La Commission de Venise, l’organe d’experts en droit constitutionnel du Conseil de l'Europe, a publié le 9 décembre un avis urgent sur les effets de la récente décision rendue par la Cour constitutionnelle ukrainienne au sujet de la loi anticorruption. La Commission de Venise propose des solutions à la Verkhovna Rada (Parlement) pour interpréter cette décision à la lumière des principes constitutionnels et des normes internationales tout en préservant les intérêts publics tels que la lutte contre la corruption dans la magistrature du siège.
Dans son avis, la Commission de Venise souligne que dans un État de droit la lutte contre la corruption et le respect de la Constitution et de la justice constitutionnelle « vont de pair ». Les pouvoirs législatif et exécutif doivent respecter le rôle de la Cour constitutionnelle, garante de la Constitution, et appliquer ses décisions. De son côté, la Cour constitutionnelle, dans l’intérêt de la stabilité constitutionnelle et de la sécurité juridique, doit rendre des décisions qui soient globalement cohérentes avec sa propre jurisprudence en agissant dans le cadre de son autorité légale et de sa compétence.
La Commission de Venise reconnaît que la décision n° 13-r/2020 de la Cour constitutionnelle ukrainienne n’est pas clairement motivée, qu’elle n’est pas solidement fondée sur le droit international et qu’elle pourrait être entachée d’un grave vice de procédure – une question non résolue de conflit d’intérêts concernant certains juges. « C’est regrettable, non seulement en raison de l’effet négatif immédiat de cette décision sur la lutte contre la corruption en Ukraine, mais aussi parce que ce type de décision sape la confiance du public dans la justice constitutionnelle en général », conclut l’organe d’experts du Conseil de l'Europe.
Cela étant, le rôle constitutionnel de la Cour constitutionnelle doit être respecté et la Verkhovna Rada devrait mettre la décision en œuvre en l’interprétant à la lumière des fondements constitutionnels du pays et des normes internationales applicables et en préservant les intérêts publics tels que la lutte contre la corruption, y compris dans la magistrature du siège.
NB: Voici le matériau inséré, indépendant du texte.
// src/services/batch_service.rs
// DOCUMENTATION: Business logic for poultry batches
// PURPOSE: Batch CRUD plus server-side batch code generation

use crate::db::BatchRepository;
use crate::errors::FarmError;
use crate::models::{BatchResponse, CreateBatchRequest, UpdateBatchRequest};
use chrono::{NaiveDate, Utc};
use sqlx::PgPool;
use uuid::Uuid;

/// Generate a human-readable batch code
/// DOCUMENTATION: "B" + start date + random hex suffix, e.g. "B250806-3FA2C1";
/// uniqueness is re-checked against the database before insert
pub fn generate_batch_code(start_date: NaiveDate) -> String {
    let random = Uuid::new_v4().simple().to_string();
    format!(
        "B{}-{}",
        start_date.format("%y%m%d"),
        random[..6].to_uppercase()
    )
}

pub struct BatchService;

impl BatchService {
    /// Create a new batch with a generated unique code
    pub async fn create_batch(
        pool: &PgPool,
        user_id: Uuid,
        req: CreateBatchRequest,
    ) -> Result<BatchResponse, FarmError> {
        let start_date = req.start_date.unwrap_or_else(|| Utc::now().date_naive());

        // Regenerate on the rare suffix collision
        let mut code = generate_batch_code(start_date);
        while BatchRepository::code_exists(pool, &code).await? {
            code = generate_batch_code(start_date);
        }

        let batch = BatchRepository::create_batch(pool, user_id, &code, start_date, &req).await?;
        Ok(batch.to_response())
    }

    /// List the caller's batches
    pub async fn list_batches(
        pool: &PgPool,
        user_id: Uuid,
    ) -> Result<Vec<BatchResponse>, FarmError> {
        let batches = BatchRepository::list(pool, user_id).await?;
        Ok(batches.iter().map(|b| b.to_response()).collect())
    }

    /// Fetch one batch
    pub async fn get_batch(
        pool: &PgPool,
        user_id: Uuid,
        id: Uuid,
    ) -> Result<BatchResponse, FarmError> {
        let batch = BatchRepository::get_by_id(pool, user_id, id).await?;
        Ok(batch.to_response())
    }

    /// Partial update of a batch
    pub async fn update_batch(
        pool: &PgPool,
        user_id: Uuid,
        id: Uuid,
        req: UpdateBatchRequest,
    ) -> Result<BatchResponse, FarmError> {
        let batch = BatchRepository::update_batch(pool, user_id, id, &req).await?;
        Ok(batch.to_response())
    }

    /// Delete a batch
    pub async fn delete_batch(pool: &PgPool, user_id: Uuid, id: Uuid) -> Result<(), FarmError> {
        BatchRepository::delete_batch(pool, user_id, id).await
    }
}

#[cfg(test)]
mod tests {
    use super::*;

    fn d(y: i32, m: u32, day: u32) -> NaiveDate {
        NaiveDate::from_ymd_opt(y, m, day).unwrap()
    }

    #[test]
    fn test_code_embeds_start_date() {
        let code = generate_batch_code(d(2025, 8, 6));
        assert!(code.starts_with("B250806-"));
    }

    #[test]
    fn test_code_shape() {
        let code = generate_batch_code(d(2024, 1, 31));
        let (prefix, suffix) = code.split_once('-').unwrap();

        assert_eq!(prefix, "B240131");
        assert_eq!(suffix.len(), 6);
        assert!(suffix.chars().all(|c| c.is_ascii_hexdigit() && !c.is_ascii_lowercase()));
    }

    #[test]
    fn test_codes_are_unique_across_calls() {
        let a = generate_batch_code(d(2025, 8, 6));
        let b = generate_batch_code(d(2025, 8, 6));
        assert_ne!(a, b);
    }
}
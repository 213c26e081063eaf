// src/handlers/batches.rs
// DOCUMENTATION: HTTP handlers for batch operations
// PURPOSE: Parse requests, call services, return responses

use crate::errors::FarmError;
use crate::models::{CreateBatchRequest, UpdateBatchRequest};
use crate::services::{AuthService, BatchService};
use actix_web::{web, HttpRequest, HttpResponse, Responder};
use sqlx::PgPool;
use uuid::Uuid;
use validator::Validate;

/// GET /batches
/// List the caller's batches, newest start date first
pub async fn list_batches(
    pool: web::Data<PgPool>,
    http: HttpRequest,
) -> Result<impl Responder, FarmError> {
    let user = AuthService::authenticate(&http, pool.get_ref()).await?;
    let batches = BatchService::list_batches(pool.get_ref(), user.id).await?;
    Ok(HttpResponse::Ok().json(batches))
}

/// POST /batches
/// Create a new batch; the unique batch code is generated server-side
pub async fn create_batch(
    pool: web::Data<PgPool>,
    http: HttpRequest,
    req: web::Json<CreateBatchRequest>,
) -> Result<impl Responder, FarmError> {
    let user = AuthService::authenticate(&http, pool.get_ref()).await?;

    // Validate request
    if let Err(e) = req.validate() {
        return Err(FarmError::ValidationError(e.to_string()));
    }

    let batch = BatchService::create_batch(pool.get_ref(), user.id, req.into_inner()).await?;
    Ok(HttpResponse::Created().json(batch))
}

/// GET /batches/{id}
/// Retrieve a batch by ID
pub async fn get_batch(
    pool: web::Data<PgPool>,
    http: HttpRequest,
    path: web::Path<Uuid>,
) -> Result<impl Responder, FarmError> {
    let user = AuthService::authenticate(&http, pool.get_ref()).await?;
    let batch = BatchService::get_batch(pool.get_ref(), user.id, path.into_inner()).await?;
    Ok(HttpResponse::Ok().json(batch))
}

/// PUT /batches/{id}
/// Update a batch; only provided fields are modified
pub async fn update_batch(
    pool: web::Data<PgPool>,
    http: HttpRequest,
    path: web::Path<Uuid>,
    req: web::Json<UpdateBatchRequest>,
) -> Result<impl Responder, FarmError> {
    let user = AuthService::authenticate(&http, pool.get_ref()).await?;

    if let Err(e) = req.validate() {
        return Err(FarmError::ValidationError(e.to_string()));
    }

    let batch =
        BatchService::update_batch(pool.get_ref(), user.id, path.into_inner(), req.into_inner())
            .await?;
    Ok(HttpResponse::Ok().json(batch))
}

/// DELETE /batches/{id}
/// Delete a batch
pub async fn delete_batch(
    pool: web::Data<PgPool>,
    http: HttpRequest,
    path: web::Path<Uuid>,
) -> Result<impl Responder, FarmError> {
    let user = AuthService::authenticate(&http, pool.get_ref()).await?;
    BatchService::delete_batch(pool.get_ref(), user.id, path.into_inner()).await?;
    Ok(HttpResponse::NoContent().finish())
}

/// Configuration for batch routes
pub fn config(cfg: &mut web::ServiceConfig) {
    cfg.service(
        web::scope("/batches")
            .route("", web::get().to(list_batches))
            .route("", web::post().to(create_batch))
            .route("/{id}", web::get().to(get_batch))
            .route("/{id}", web::put().to(update_batch))
            .route("/{id}", web::delete().to(delete_batch)),
    );
}
// src/models/vaccination.rs
// DOCUMENTATION: Vaccination schedule data structures
// PURPOSE: Scheduled vaccinations per batch with a derived display status

use chrono::{DateTime, NaiveDate, Utc};
use serde::{Deserialize, Serialize};
use sqlx::FromRow;
use uuid::Uuid;
use validator::Validate;

/// Derived display status of a scheduled vaccination
/// DOCUMENTATION: Never stored - computed from scheduled_for and
/// completed_on relative to today
#[derive(Debug, Clone, Copy, PartialEq, Eq, Serialize, Deserialize)]
#[serde(rename_all = "lowercase")]
pub enum VaccinationStatus {
    Pending,
    Completed,
    Overdue,
}

/// Represents a vaccination schedule entry from the database
#[derive(Debug, Clone, Serialize, Deserialize, FromRow)]
pub struct Vaccination {
    /// Unique identifier (UUID v4)
    pub id: Uuid,

    /// Owning user
    pub user_id: Uuid,

    /// Batch this vaccination applies to
    pub batch_id: Uuid,

    /// Vaccine name (e.g. "Newcastle", "Gumboro")
    pub vaccine_name: String,

    /// Day the vaccination is due
    pub scheduled_for: NaiveDate,

    /// Day the vaccination was administered, when done
    pub completed_on: Option<NaiveDate>,

    /// Free-form notes
    pub notes: Option<String>,

    pub created_at: DateTime<Utc>,
    pub updated_at: DateTime<Utc>,
}

/// Request DTO for POST /vaccinations
#[derive(Debug, Serialize, Deserialize, Validate, Clone)]
pub struct CreateVaccinationRequest {
    pub batch_id: Uuid,

    #[validate(length(min = 1, max = 120))]
    pub vaccine_name: String,

    pub scheduled_for: NaiveDate,

    #[serde(default)]
    pub notes: Option<String>,
}

/// Request DTO for PATCH /vaccinations/{id}
/// DOCUMENTATION: Marks the entry completed; the date defaults to today
#[derive(Debug, Serialize, Deserialize, Default)]
pub struct CompleteVaccinationRequest {
    #[serde(default)]
    pub completed_on: Option<NaiveDate>,
}

/// Response DTO for API responses
/// DOCUMENTATION: Carries the joined batch name and the derived status
#[derive(Debug, Serialize, Deserialize)]
pub struct VaccinationResponse {
    pub id: Uuid,
    pub batch_id: Uuid,
    pub batch_name: String,
    pub vaccine_name: String,
    pub scheduled_for: NaiveDate,
    pub completed_on: Option<NaiveDate>,
    pub status: VaccinationStatus,
    pub notes: Option<String>,
}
Il convient en particulier de maintenir l’obligation qui incombe aux agents publics (et notamment aux juges des tribunaux ordinaires et de la Cour constitutionnelle) de soumettre des déclarations financières, de disposer d’un mécanisme efficace pour vérifier ces déclarations et de prévoir dans la loi des sanctions appropriées, parmi lesquelles l’emprisonnement dans les cas les plus graves, pour les agents publics – y compris les juges et les procureurs – qui ne soumettraient pas de déclarations financières ou qui soumettraient sciemment de fausses déclarations.
Cet avis urgent est le premier préparé par la Commission de Venise à la suite de la demande déposée par le Président Zelenskyy le 25 novembre 2020. Le deuxième portera sur la partie de la demande du Président liée directement à la Cour constitutionnelle et sera publié très prochainement, avant le 11 décembre.